Working data:
.....
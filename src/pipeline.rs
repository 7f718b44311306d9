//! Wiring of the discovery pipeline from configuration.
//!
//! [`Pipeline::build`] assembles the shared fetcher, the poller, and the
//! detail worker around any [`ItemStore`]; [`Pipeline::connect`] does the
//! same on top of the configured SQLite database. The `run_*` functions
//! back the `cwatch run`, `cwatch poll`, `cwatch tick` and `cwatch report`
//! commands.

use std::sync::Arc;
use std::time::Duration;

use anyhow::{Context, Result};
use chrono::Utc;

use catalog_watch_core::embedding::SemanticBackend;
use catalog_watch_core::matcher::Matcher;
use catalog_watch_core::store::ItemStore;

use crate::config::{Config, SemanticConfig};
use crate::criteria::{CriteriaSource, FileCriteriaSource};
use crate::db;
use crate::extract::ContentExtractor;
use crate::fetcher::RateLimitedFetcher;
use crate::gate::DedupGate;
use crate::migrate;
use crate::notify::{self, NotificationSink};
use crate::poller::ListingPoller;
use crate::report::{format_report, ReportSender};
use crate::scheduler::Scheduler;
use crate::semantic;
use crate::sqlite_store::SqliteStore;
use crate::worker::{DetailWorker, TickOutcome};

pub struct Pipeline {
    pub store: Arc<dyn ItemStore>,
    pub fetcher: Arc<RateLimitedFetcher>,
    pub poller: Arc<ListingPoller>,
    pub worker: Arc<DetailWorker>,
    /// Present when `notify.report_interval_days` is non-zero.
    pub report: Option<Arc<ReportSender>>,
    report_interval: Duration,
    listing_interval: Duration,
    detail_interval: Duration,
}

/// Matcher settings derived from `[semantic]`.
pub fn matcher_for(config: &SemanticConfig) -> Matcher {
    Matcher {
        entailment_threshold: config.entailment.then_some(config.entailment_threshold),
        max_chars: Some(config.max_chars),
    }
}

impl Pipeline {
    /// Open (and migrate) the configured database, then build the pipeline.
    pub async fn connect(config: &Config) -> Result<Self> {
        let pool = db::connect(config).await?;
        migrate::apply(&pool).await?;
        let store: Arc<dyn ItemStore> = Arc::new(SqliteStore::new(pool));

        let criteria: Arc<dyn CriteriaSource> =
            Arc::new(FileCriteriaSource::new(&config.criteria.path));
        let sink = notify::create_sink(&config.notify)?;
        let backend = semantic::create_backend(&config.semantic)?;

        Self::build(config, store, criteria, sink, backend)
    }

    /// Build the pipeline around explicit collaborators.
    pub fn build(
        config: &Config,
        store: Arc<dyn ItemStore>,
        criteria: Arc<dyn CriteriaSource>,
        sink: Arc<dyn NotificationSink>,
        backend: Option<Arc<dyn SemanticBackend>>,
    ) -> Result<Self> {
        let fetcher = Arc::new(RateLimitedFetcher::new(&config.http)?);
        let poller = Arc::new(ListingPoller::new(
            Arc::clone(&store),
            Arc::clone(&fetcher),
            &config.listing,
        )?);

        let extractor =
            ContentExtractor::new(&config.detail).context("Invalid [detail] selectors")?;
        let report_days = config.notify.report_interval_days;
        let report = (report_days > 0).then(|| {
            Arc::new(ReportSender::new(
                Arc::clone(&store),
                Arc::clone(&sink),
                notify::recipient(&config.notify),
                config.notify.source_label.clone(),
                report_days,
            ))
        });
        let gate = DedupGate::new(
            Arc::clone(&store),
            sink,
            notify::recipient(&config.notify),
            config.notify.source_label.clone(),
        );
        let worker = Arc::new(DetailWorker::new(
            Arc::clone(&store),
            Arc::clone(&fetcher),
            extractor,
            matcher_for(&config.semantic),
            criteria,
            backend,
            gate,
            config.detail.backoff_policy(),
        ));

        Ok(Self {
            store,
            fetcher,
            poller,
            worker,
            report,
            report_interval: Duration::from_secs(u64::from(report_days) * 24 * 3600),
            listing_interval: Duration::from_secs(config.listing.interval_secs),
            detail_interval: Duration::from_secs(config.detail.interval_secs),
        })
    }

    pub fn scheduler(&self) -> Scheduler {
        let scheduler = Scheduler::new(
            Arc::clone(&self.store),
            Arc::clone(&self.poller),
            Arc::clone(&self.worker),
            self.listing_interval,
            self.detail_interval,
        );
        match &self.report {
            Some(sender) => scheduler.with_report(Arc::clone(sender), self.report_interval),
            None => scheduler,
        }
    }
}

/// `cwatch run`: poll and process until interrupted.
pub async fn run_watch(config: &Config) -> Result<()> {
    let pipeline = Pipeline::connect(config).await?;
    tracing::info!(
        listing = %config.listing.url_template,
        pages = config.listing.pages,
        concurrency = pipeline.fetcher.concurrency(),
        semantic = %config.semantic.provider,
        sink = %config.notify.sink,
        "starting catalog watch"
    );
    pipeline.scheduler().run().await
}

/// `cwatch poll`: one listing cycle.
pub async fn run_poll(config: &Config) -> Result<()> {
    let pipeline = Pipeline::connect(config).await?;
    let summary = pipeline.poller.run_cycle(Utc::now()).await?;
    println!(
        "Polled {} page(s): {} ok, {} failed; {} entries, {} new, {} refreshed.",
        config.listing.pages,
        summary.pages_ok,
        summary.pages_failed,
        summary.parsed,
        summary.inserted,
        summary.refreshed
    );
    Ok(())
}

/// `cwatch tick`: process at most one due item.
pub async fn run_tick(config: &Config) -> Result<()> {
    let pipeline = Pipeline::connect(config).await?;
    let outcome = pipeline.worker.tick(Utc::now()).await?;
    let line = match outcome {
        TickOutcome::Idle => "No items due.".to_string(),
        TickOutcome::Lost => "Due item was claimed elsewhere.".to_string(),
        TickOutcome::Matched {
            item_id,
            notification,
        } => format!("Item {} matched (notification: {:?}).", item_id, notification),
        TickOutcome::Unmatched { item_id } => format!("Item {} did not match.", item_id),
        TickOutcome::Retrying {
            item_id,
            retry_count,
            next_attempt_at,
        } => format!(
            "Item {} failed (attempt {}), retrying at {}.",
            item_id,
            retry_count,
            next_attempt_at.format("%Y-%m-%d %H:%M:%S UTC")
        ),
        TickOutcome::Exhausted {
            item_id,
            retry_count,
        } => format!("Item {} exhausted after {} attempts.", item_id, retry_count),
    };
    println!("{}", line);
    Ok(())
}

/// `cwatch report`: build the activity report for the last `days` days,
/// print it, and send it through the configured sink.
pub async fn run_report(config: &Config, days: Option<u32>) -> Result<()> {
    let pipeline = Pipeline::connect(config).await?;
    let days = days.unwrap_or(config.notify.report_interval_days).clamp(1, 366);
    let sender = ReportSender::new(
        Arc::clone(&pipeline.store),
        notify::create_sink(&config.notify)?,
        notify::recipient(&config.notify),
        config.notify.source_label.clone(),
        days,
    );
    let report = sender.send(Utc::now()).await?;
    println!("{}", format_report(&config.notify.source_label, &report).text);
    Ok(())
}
.....
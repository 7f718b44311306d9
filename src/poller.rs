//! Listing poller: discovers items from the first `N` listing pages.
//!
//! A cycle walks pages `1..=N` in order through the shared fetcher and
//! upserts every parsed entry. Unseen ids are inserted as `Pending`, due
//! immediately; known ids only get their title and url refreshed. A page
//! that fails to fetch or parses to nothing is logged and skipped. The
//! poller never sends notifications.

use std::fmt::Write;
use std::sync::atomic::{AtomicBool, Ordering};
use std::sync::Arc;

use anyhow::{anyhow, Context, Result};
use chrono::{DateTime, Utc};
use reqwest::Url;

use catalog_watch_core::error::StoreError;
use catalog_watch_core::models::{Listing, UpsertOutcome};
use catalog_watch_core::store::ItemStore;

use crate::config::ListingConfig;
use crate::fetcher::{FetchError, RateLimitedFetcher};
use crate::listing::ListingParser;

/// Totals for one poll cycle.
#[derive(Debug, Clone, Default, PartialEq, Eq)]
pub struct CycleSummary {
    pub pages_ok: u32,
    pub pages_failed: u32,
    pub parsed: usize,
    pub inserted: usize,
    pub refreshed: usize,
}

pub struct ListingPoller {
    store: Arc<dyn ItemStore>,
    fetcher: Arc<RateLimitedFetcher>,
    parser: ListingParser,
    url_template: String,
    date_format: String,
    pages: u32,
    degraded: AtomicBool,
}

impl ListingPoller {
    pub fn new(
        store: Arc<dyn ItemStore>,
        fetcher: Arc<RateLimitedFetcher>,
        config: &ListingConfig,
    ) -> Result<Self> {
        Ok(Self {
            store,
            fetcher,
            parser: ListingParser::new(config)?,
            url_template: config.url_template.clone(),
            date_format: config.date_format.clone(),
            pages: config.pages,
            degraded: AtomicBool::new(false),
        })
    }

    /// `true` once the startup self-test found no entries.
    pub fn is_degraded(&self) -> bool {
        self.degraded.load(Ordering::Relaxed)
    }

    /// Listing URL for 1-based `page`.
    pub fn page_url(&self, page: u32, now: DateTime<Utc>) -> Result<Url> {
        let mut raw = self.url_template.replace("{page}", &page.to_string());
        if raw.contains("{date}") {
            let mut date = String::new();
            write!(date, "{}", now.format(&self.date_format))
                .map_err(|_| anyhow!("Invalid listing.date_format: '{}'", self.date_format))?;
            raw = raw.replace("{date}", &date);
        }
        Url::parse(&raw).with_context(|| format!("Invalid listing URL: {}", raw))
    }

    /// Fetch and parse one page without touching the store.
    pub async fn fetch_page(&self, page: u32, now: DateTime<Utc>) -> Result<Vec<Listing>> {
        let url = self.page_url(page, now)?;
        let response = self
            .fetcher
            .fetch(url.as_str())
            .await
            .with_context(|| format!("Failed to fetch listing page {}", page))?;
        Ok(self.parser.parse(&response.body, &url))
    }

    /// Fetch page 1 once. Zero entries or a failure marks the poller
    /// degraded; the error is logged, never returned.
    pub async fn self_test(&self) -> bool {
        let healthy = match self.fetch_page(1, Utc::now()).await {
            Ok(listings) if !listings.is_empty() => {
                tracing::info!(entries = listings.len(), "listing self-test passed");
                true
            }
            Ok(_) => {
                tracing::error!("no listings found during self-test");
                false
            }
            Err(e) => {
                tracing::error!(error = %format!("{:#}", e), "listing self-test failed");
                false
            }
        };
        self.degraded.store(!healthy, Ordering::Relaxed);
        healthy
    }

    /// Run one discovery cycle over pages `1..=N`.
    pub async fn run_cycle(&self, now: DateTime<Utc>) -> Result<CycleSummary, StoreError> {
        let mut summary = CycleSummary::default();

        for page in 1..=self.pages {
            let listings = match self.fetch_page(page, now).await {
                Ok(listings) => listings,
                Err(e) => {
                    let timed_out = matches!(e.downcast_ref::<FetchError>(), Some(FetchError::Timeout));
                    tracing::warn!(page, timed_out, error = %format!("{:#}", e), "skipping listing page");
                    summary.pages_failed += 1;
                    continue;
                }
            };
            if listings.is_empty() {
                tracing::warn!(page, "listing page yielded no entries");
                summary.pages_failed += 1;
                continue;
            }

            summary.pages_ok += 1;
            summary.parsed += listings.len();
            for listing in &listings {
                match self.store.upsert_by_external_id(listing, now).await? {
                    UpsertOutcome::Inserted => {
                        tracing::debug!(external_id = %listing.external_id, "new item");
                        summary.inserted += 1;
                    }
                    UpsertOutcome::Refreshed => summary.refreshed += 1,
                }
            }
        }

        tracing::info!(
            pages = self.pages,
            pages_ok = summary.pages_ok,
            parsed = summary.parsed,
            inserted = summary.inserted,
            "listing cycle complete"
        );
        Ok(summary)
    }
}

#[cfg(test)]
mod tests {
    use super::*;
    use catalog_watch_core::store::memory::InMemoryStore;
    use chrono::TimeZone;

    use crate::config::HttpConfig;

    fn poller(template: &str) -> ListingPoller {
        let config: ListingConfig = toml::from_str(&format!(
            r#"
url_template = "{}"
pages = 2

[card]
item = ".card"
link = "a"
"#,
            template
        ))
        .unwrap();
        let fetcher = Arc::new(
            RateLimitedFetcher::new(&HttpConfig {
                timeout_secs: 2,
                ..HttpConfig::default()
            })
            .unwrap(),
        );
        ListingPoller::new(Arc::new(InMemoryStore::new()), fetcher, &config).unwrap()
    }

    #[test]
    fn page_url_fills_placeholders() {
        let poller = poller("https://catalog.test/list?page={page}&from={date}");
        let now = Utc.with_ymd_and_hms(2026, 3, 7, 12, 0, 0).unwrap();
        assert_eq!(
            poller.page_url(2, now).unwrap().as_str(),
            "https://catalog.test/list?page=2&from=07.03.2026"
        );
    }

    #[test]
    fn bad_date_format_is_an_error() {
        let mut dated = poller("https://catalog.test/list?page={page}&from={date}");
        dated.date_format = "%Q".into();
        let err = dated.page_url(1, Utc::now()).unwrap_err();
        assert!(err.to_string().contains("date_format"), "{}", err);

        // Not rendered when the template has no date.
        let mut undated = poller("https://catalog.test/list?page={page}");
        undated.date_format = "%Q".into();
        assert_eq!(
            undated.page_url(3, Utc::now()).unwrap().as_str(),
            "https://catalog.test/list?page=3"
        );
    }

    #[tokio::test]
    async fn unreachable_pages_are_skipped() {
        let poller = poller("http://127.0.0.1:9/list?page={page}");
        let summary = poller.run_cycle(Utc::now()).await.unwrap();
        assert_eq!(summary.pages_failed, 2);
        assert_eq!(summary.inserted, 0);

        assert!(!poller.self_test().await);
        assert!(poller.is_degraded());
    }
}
.....
Exercise prompt: Among the records above, a stretch begins at the line containing "filename src/pipeline.rs" and ends at the line containing "use catalog_watch_core::embedding::SemanticBackend;". Restate that stretch word for word, and nothing else.

Result of this task:
filename src/pipeline.rs
repository 7f718b44311306d9
//! Wiring of the discovery pipeline from configuration.
//!
//! [`Pipeline::build`] assembles the shared fetcher, the poller, and the
//! detail worker around any [`ItemStore`]; [`Pipeline::connect`] does the
//! same on top of the configured SQLite database. The `run_*` functions
//! back the `cwatch run`, `cwatch poll`, `cwatch tick` and `cwatch report`
//! commands.

use std::sync::Arc;
use std::time::Duration;

use anyhow::{Context, Result};
use chrono::Utc;

use catalog_watch_core::embedding::SemanticBackend;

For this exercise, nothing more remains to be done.